I am trying to use SQLAlchemy and Great Expectations for testing data quality of datasets stored in Snowflake DB. The dataset is called candidates
and the column of interest is called first_name
.
However, when I run
sql_dataset = great_expectations.dataset.SqlAlchemyDataset(table_name="candidates", engine=engine, schema=creds["schema"])
sql_dataset.expect_column_values_to_be_in_set("first_name", ['Gather', 'Male'])
I am getting:
ProgrammingError: (snowflake.connector.errors.ProgrammingError) 002003 (42S02): SQL compilation error:
Object 'KEBOOLA_274.WORKSPACE_48777448.CANDIDATES' does not exist or not authorized.
[SQL: SELECT count(*) AS element_count, sum(CASE WHEN (first_name IS NULL) THEN %(param_1)s ELSE %(param_2)s END) AS null_count, sum(CASE WHEN (first_name NOT IN (%(first_name_1)s, %(first_name_2)s) AND first_name IS NOT NULL) THEN %(param_3)s ELSE %(param_4)s END) AS unexpected_count
FROM "WORKSPACE_48777448".candidates]
[parameters: {'param_1': 1, 'param_2': 0, 'first_name_1': 'Gather', 'first_name_2': 'Male', 'param_3': 1, 'param_4': 0}]
(Background on this error at: http://sqlalche.me/e/13/f405)

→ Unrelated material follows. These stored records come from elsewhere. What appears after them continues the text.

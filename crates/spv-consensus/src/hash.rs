use ripemd::Ripemd160;
use sha2::{Digest, Sha256};

/// Double SHA-256.
pub fn hash256(b: &[u8]) -> [u8; 32] {
    let first = Sha256::digest(b);
    let second = Sha256::digest(first);
    let mut r = [0u8; 32];
    r.copy_from_slice(&second);
    r
}

/// RIPEMD-160 of SHA-256.
pub fn hash160(b: &[u8]) -> [u8; 20] {
    let sha = Sha256::digest(b);
    let out = Ripemd160::digest(sha);
    let mut r = [0u8; 20];
    r.copy_from_slice(&out);
    r
}
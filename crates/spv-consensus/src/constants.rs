/// Two weeks in seconds: the expected duration of one 2016-block epoch.
pub const RETARGET_PERIOD: u64 = 1_209_600;

/// The difficulty-1 proof-of-work target, 0xffff << 208.
pub const DIFF_ONE_TARGET: [u8; 32] = [
    0x00, 0x00, 0x00, 0x00, 0xff, 0xff, 0x00, 0x00, 0x00, 0x00, 0x00, 0x00, 0x00, 0x00, 0x00,
    0x00, 0x00, 0x00, 0x00, 0x00, 0x00, 0x00, 0x00, 0x00, 0x00, 0x00, 0x00, 0x00, 0x00, 0x00,
    0x00, 0x00,
];

/// Upper bound on an accepted vin/vout buffer. A serialized transaction can
/// never exceed the consensus block size, so anything larger is rejected
/// before the element walk starts.
pub const MAX_TX_VECTOR_BYTES: usize = 1_000_000;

The issue is the table name is not enclosed in double quotes, hence Snowflake is looking for CANDIDATES
instead of candidates
. The same issue would arise with the column name should the table be found.
I've tested
sql_dataset = great_expectations.dataset.SqlAlchemyDataset(table_name="\"candidates\"",
engine=engine,
schema=creds["schema"])
bu Snowflake is then looking for a table called KEBOOLA_274.WORKSPACE_48777448.""candidates""
.
I know SQLAlchemy by default considers lowercase object names to be case insensitive, therefore it doesn't enclose the names. Is there any way around it please?